Required work: After locating the line with "Tracing is enabled" in the data that follows, return it and every later line exactly, up to and including the line with "tracing::trace!($($arg)*);".
--- START ---
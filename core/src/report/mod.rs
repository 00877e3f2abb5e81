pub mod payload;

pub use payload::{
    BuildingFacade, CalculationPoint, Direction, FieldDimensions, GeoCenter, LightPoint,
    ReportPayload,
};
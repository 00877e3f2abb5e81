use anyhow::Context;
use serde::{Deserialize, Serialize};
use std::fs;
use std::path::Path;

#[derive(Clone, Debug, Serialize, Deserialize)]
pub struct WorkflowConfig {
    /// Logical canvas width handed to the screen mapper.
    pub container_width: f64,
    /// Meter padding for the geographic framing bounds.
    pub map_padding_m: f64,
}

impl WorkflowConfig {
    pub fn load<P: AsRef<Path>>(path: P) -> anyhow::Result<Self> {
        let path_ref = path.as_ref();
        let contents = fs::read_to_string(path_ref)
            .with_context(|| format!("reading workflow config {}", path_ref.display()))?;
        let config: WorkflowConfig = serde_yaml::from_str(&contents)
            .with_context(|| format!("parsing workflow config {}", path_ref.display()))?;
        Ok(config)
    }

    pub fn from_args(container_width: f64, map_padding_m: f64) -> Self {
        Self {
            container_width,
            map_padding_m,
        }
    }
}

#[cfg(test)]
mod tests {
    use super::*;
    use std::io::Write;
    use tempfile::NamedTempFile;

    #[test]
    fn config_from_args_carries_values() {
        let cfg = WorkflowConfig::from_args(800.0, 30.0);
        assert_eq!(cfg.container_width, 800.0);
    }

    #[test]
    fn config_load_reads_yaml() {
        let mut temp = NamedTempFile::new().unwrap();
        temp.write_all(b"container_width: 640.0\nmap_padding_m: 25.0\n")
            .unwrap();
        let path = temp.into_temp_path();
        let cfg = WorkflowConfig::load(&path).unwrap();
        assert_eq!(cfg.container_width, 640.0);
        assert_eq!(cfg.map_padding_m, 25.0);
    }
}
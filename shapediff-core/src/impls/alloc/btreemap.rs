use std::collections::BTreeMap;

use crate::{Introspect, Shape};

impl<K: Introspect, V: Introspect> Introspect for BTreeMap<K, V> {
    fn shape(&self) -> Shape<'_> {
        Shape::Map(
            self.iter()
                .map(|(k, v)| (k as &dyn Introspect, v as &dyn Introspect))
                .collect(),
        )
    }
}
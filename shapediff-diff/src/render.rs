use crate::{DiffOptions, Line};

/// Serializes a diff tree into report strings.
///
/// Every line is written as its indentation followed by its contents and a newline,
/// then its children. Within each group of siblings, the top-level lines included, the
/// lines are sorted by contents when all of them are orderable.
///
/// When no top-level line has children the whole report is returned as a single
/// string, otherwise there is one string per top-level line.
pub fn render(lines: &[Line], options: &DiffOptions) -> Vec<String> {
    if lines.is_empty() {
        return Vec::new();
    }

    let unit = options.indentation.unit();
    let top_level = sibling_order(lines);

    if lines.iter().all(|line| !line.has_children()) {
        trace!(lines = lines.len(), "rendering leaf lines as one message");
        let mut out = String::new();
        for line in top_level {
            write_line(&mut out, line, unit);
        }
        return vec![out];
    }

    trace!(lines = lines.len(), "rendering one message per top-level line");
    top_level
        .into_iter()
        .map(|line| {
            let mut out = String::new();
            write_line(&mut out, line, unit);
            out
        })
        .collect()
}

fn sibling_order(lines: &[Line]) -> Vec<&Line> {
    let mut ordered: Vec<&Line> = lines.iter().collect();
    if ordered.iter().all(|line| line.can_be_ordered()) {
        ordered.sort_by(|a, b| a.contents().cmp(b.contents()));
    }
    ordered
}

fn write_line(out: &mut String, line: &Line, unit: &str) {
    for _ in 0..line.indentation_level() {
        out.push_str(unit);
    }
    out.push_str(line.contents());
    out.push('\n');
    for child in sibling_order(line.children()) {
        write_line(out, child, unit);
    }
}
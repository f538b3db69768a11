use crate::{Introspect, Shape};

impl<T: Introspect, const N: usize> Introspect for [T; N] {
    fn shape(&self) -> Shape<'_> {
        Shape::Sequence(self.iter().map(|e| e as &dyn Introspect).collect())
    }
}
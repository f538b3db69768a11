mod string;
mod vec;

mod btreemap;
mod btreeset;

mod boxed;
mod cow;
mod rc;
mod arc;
--- END ---
--- START ---
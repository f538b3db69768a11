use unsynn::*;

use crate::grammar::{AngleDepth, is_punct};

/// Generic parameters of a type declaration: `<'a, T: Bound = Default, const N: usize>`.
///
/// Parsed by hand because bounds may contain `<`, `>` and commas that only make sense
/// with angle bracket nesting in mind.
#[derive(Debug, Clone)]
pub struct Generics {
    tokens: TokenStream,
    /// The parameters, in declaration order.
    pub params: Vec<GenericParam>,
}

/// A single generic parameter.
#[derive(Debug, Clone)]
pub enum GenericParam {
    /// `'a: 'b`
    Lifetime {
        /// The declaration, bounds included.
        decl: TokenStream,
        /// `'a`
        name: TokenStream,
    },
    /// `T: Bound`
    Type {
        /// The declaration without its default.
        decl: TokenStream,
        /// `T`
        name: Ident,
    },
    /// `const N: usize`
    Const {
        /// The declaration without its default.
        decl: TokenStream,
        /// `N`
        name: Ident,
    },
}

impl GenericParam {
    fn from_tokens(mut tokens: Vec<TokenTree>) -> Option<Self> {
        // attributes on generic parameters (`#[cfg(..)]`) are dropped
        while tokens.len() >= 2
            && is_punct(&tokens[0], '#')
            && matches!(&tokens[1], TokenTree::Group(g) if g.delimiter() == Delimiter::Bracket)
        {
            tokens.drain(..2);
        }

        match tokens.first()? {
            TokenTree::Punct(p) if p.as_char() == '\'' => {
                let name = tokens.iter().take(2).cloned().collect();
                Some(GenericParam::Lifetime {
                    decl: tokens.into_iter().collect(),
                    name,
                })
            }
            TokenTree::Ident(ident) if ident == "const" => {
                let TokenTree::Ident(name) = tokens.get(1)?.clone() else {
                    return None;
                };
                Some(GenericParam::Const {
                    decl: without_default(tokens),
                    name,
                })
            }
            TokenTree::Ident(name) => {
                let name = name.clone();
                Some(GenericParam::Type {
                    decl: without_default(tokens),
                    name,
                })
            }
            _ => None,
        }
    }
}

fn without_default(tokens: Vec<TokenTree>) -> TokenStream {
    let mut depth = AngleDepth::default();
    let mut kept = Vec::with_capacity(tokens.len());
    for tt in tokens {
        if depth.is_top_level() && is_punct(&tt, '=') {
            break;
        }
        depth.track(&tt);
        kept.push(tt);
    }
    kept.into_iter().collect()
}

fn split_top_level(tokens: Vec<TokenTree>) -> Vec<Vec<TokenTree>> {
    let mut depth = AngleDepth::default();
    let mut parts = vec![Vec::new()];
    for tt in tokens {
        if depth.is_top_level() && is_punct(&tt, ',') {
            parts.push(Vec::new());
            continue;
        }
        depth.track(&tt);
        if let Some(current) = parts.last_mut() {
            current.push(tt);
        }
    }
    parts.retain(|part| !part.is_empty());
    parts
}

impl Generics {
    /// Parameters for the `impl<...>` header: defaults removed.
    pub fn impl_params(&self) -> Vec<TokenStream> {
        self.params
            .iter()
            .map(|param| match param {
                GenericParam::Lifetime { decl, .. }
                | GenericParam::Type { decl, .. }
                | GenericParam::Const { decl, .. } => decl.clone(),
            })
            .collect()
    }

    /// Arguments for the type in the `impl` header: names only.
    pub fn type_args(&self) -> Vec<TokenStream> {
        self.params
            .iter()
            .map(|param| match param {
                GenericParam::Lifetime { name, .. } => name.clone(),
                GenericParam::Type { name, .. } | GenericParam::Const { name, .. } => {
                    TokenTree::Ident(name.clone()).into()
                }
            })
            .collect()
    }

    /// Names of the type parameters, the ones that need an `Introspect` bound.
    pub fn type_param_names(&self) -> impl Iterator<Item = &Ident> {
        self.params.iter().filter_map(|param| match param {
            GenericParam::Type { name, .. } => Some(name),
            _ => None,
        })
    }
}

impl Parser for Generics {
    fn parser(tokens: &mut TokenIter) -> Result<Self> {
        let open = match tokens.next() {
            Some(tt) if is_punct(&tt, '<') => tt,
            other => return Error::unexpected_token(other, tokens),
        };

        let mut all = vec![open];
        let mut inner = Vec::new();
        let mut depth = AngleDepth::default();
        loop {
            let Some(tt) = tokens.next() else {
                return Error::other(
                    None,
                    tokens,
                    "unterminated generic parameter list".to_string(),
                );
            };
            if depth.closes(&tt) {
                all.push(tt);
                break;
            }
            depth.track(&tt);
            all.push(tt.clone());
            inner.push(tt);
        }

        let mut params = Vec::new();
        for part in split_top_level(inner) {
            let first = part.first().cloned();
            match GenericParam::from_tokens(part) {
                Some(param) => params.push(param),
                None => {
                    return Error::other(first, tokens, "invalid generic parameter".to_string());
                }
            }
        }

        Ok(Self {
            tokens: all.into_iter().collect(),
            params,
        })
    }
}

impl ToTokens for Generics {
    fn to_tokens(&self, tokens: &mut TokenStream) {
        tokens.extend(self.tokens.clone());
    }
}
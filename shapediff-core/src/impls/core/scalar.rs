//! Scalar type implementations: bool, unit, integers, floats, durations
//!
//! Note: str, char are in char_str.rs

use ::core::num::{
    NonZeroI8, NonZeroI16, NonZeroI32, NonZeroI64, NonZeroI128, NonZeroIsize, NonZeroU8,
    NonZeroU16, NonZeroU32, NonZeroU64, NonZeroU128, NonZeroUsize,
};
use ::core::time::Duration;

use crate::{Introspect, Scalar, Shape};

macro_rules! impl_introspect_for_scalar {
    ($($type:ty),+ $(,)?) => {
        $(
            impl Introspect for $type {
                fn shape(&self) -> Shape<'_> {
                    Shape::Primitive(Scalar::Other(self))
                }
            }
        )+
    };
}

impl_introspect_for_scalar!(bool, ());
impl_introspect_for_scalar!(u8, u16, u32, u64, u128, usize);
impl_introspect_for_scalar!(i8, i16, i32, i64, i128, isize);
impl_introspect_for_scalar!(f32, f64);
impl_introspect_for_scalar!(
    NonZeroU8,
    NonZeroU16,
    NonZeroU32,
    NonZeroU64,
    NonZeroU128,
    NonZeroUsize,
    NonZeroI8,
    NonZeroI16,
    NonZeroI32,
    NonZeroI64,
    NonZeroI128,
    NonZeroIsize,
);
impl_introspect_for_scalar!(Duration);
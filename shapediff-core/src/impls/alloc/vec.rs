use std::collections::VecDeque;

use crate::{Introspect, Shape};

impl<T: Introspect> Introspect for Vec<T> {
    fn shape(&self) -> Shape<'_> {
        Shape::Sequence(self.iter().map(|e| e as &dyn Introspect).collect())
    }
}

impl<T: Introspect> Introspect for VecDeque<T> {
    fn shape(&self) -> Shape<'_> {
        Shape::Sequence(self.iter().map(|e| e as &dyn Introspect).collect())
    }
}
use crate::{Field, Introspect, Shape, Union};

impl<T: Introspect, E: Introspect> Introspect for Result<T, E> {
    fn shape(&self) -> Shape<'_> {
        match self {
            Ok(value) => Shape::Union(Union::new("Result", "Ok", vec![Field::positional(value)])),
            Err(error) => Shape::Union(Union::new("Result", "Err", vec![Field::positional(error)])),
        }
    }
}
--- END ---
--- START ---
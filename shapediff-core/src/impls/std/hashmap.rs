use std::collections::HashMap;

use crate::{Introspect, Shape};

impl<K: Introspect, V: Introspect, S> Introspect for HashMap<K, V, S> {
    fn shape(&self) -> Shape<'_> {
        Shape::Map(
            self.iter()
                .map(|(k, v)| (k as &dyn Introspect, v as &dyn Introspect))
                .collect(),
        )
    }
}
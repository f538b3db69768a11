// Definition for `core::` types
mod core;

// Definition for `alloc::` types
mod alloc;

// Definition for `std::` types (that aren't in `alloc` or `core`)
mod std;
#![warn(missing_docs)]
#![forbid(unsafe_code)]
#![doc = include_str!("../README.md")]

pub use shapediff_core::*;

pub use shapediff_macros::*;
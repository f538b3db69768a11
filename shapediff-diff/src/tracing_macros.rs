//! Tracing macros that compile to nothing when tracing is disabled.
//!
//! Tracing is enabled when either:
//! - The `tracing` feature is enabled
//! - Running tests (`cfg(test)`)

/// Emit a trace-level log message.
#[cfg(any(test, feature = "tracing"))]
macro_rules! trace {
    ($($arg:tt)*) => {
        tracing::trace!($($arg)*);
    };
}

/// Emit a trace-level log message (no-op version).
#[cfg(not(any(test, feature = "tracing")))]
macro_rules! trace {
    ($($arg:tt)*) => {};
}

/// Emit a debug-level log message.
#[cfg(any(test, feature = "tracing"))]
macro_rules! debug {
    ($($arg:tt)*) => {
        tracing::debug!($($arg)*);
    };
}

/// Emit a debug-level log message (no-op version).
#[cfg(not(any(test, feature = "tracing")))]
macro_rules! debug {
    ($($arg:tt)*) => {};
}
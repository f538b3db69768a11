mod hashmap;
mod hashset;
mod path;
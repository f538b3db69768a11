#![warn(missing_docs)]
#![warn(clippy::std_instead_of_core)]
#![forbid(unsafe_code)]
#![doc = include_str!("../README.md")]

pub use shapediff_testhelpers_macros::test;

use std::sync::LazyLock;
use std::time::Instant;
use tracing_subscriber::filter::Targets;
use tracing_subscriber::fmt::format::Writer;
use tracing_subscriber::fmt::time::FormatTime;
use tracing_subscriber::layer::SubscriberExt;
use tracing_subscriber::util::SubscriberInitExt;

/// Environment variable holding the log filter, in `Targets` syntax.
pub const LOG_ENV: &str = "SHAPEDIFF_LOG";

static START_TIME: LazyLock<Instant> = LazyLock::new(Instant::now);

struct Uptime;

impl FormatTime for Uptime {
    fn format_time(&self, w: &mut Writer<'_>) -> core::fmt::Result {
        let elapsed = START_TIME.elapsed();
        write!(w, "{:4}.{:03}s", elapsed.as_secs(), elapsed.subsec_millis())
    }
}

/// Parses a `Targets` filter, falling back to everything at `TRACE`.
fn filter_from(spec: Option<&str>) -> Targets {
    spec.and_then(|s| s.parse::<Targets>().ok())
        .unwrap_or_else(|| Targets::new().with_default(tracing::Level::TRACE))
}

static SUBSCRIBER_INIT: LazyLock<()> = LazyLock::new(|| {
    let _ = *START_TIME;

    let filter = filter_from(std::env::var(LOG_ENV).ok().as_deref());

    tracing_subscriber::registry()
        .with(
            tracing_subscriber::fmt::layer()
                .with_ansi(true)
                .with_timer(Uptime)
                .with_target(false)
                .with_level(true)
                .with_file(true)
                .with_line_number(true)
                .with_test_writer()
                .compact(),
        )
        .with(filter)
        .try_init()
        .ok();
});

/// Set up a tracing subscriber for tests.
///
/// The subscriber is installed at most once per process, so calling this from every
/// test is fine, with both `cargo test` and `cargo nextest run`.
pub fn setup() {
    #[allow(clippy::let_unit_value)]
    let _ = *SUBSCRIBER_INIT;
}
--- END ---
Result of the task:
//! Tracing is enabled when either:
//! - The `tracing` feature is enabled
//! - Running tests (`cfg(test)`)

/// Emit a trace-level log message.
#[cfg(any(test, feature = "tracing"))]
macro_rules! trace {
    ($($arg:tt)*) => {
        tracing::trace!($($arg)*);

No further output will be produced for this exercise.